# 2.0TFSI Coolant Flush



## Ries (Sep 18, 2014)

So since my TTS came from down south, and it was tracked (coolant mostly water), it's cooling system wasn't set up to handle MN winters where it can get to -15degF pretty easily. Thankfully I found this out before it got too cold and avoided some serious damage.

First off I was able to get my hands on the Elsawin v3.91 to help me out with my car. Helped quite a bit to show where everything was located. I also picked up the ECS Tuning Schwaben cooling evacuation tool kit too. The tool also helped out quite a bit with avoiding air pockets in the system and was 1/4 of the cost of the VAG tool, which is pictured below.

So that said it was all pretty straight forward and I figured I'd post this up for everyone since I didn't find anything on the interwebs showing the level of detail I was after. Should save a DIY guy a bit of coin. I'm personally the type of guy that just enjoys working on his cars and would rather do the work myself knowing it was done right the first time. In any case enjoy.

*Tools/Fluids required:*
-T25 torx bit
-T45 torx bit
-ratchet or electric impact driver for bits
-hose clamp removal tool or 90deg offset needle nose pliers
-small flat head screw driver (used to loosen hoses upon removal)
-coolant evacuation tool (not required, but recommended and is used in the following procedure)
-1 gallon of G12/G13 coolant
-1 gallon distilled water

*Time to complete:* roughly 45min - 3hrs depending on mechanical ability

*Coolant Flush Procedure (at least what worked for me)*

1 - Put car up in the air ensuring it is adequately supported and secure.
2 - Remove lower engine noise insulation cover








3 - Remove cap on shunt tank
4 - Position fluid catch pan accordingly and remove lower radiator hose from tee on engine side (easier to get to then removing hose off radiator)









5 - Re-position fluid catch pan and remove outlet hose from circulation pump









6 - Ensure the system has had a chance to completely drain
7 - Re-install hoses on tee and pump
8 - Install evacuation kit. (*Note*: I found that the 35mm adapter worked in the shunt tank once the tool was installed and the knurled knob was adjusted)










9 - Insert the key into the car and turn it to the on position then proceed to turn the heat on.
10 - Pull a vacuum (25inhg) on the system and let it sit for at least a minute to ensure the vacuum is held and there are no leaks in the system. If there are leaks obviously they will need to be fixed. For details on how to operate the tool kit see below.
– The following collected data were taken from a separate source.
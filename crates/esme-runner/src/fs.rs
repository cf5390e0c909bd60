//! Filesystem primitives used to materialize manifests.

use std::fs;
use std::path::{Path, PathBuf};

use esme_core::{atomic_write_bytes, EsmeError, IoContext, Result};
use flate2::read::GzDecoder;

pub trait Filesystem {
    fn read_to_string(&self, path: &Path) -> Result<String>;
    fn write(&self, path: &Path, contents: &str) -> Result<()>;
    /// True for any entry, including a dangling symlink.
    fn entry_exists(&self, path: &Path) -> bool;
    /// Target of `path` if it is a symlink.
    fn read_link(&self, path: &Path) -> Option<PathBuf>;
    fn create_dir_all(&self, path: &Path) -> Result<()>;
    fn symlink(&self, target: &Path, link: &Path) -> Result<()>;
    /// Unpack a gzip-compressed tarball into `dest`, overwriting existing files.
    fn extract_tgz(&self, archive: &Path, dest: &Path) -> Result<()>;
}

#[derive(Debug, Clone, Copy, Default)]
pub struct LocalFs;

impl Filesystem for LocalFs {
    fn read_to_string(&self, path: &Path) -> Result<String> {
        fs::read_to_string(path).at(path)
    }

    fn write(&self, path: &Path, contents: &str) -> Result<()> {
        atomic_write_bytes(path, contents.as_bytes())
    }

    fn entry_exists(&self, path: &Path) -> bool {
        fs::symlink_metadata(path).is_ok()
    }

    fn read_link(&self, path: &Path) -> Option<PathBuf> {
        fs::read_link(path).ok()
    }

    fn create_dir_all(&self, path: &Path) -> Result<()> {
        fs::create_dir_all(path).at(path)
    }

    #[cfg(unix)]
    fn symlink(&self, target: &Path, link: &Path) -> Result<()> {
        std::os::unix::fs::symlink(target, link).at(link)
    }

    #[cfg(not(unix))]
    fn symlink(&self, _target: &Path, link: &Path) -> Result<()> {
        Err(EsmeError::io(
            link,
            std::io::Error::new(std::io::ErrorKind::Unsupported, "symlinks require unix"),
        ))
    }

    fn extract_tgz(&self, archive: &Path, dest: &Path) -> Result<()> {
        let file = fs::File::open(archive).at(archive)?;
        fs::create_dir_all(dest).at(dest)?;
        let mut tarball = tar::Archive::new(GzDecoder::new(file));
        tarball.set_overwrite(true);
        tarball.set_preserve_permissions(true);
        tarball.unpack(dest).map_err(|e| {
            EsmeError::manifest(format!(
                "failed to extract {} into {}: {}",
                archive.display(),
                dest.display(),
                e
            ))
        })
    }
}
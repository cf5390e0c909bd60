//! Scripted [`VersionControl`] that records every call.

use std::cell::RefCell;
use std::collections::BTreeMap;
use std::path::Path;

use esme_core::{EsmeError, Result};

use crate::VersionControl;

#[derive(Debug, Clone, Default)]
pub struct FakeState {
    pub dirty: bool,
    pub fail_on: Option<String>,
    pub resolved_head: Option<String>,
    pub remotes: BTreeMap<String, String>,
    pub branch: Option<String>,
    pub head: Option<String>,
    pub calls: Vec<String>,
}

#[derive(Debug, Default)]
pub struct FakeVcs {
    state: RefCell<FakeState>,
}

impl FakeVcs {
    pub fn new() -> Self {
        Self::default()
    }

    pub fn dirty(self) -> Self {
        self.state.borrow_mut().dirty = true;
        self
    }

    /// Make the named trait method fail with a provenance error.
    pub fn failing_on(self, step: &str) -> Self {
        self.state.borrow_mut().fail_on = Some(step.to_string());
        self
    }

    /// HEAD reported after `pin`, regardless of the requested revision.
    pub fn with_resolved_head(self, head: &str) -> Self {
        self.state.borrow_mut().resolved_head = Some(head.to_string());
        self
    }

    pub fn calls(&self) -> Vec<String> {
        self.state.borrow().calls.clone()
    }

    pub fn state(&self) -> FakeState {
        self.state.borrow().clone()
    }

    fn record(&self, step: &str, call: String) -> Result<()> {
        let mut state = self.state.borrow_mut();
        state.calls.push(call);
        if state.fail_on.as_deref() == Some(step) {
            return Err(EsmeError::provenance(step, "injected failure"));
        }
        Ok(())
    }
}

impl VersionControl for FakeVcs {
    fn init(&self, _dir: &Path) -> Result<()> {
        self.record("init", "init".to_string())
    }

    fn is_dirty(&self, _dir: &Path) -> Result<bool> {
        self.record("is_dirty", "is_dirty".to_string())?;
        Ok(self.state.borrow().dirty)
    }

    fn ensure_remote(&self, _dir: &Path, name: &str, url: &str) -> Result<()> {
        self.record("ensure_remote", format!("ensure_remote {} {}", name, url))?;
        self.state
            .borrow_mut()
            .remotes
            .entry(name.to_string())
            .or_insert_with(|| url.to_string());
        Ok(())
    }

    fn fetch(&self, _dir: &Path, remote: &str) -> Result<()> {
        self.record("fetch", format!("fetch {}", remote))
    }

    fn checkout_tracking(&self, _dir: &Path, branch: &str, upstream: &str) -> Result<()> {
        self.record(
            "checkout_tracking",
            format!("checkout_tracking {} {}", branch, upstream),
        )?;
        let mut state = self.state.borrow_mut();
        state.branch = Some(branch.to_string());
        state.head = Some(format!("{}-tip", upstream));
        Ok(())
    }

    fn pin(&self, _dir: &Path, rev: &str) -> Result<()> {
        self.record("pin", format!("pin {}", rev))?;
        let mut state = self.state.borrow_mut();
        let head = state.resolved_head.clone().unwrap_or_else(|| rev.to_string());
        state.branch = None;
        state.head = Some(head);
        Ok(())
    }

    fn update_submodules(&self, _dir: &Path) -> Result<()> {
        self.record("update_submodules", "update_submodules".to_string())
    }

    fn head(&self, _dir: &Path) -> Result<Option<String>> {
        self.record("head", "head".to_string())?;
        Ok(self.state.borrow().head.clone())
    }
}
11 - Turn the key off in the car.
12 - Fill the new coolant container with your desired mixture, I chose 60/40 since I live in the frozen tundra.
13 - Install the suction hose into the container holding the new coolant mixture.
14 - Briefly pull vacuum again on the system with the valve to remove the air from the suction hose and prime it with coolant.
15 - Disconnect the air feed to the tool and open the valve for the suction hose.
16 - Allow the system to fill until the shunt tank level reaches within the max/min range as indicated on the shunt tank.
17 - Disconnect the tool.
18 - Start the engine and check for leaks.
19 - Shut the engine off and re-install the noise insulation.
20 - Take the car for a test drive bringing the coolant temp up to normal operating temperature.
21 - Check coolant level and top off as necessary.

*Note:* The evacuation tool isn't necessarily required, but it ensures a complete fill the first time. If so desired you could fill the shunt tank manually; however take note that you will have to 'burp' the system to adequately fill it. This may be accomplished by removing the highest hose in the cooling system to allow the air to escape. Once coolant begins to come out of the line re-install the hose. Not doing this procedure can result in cavitation of the water pump, which can cause system failure.


----------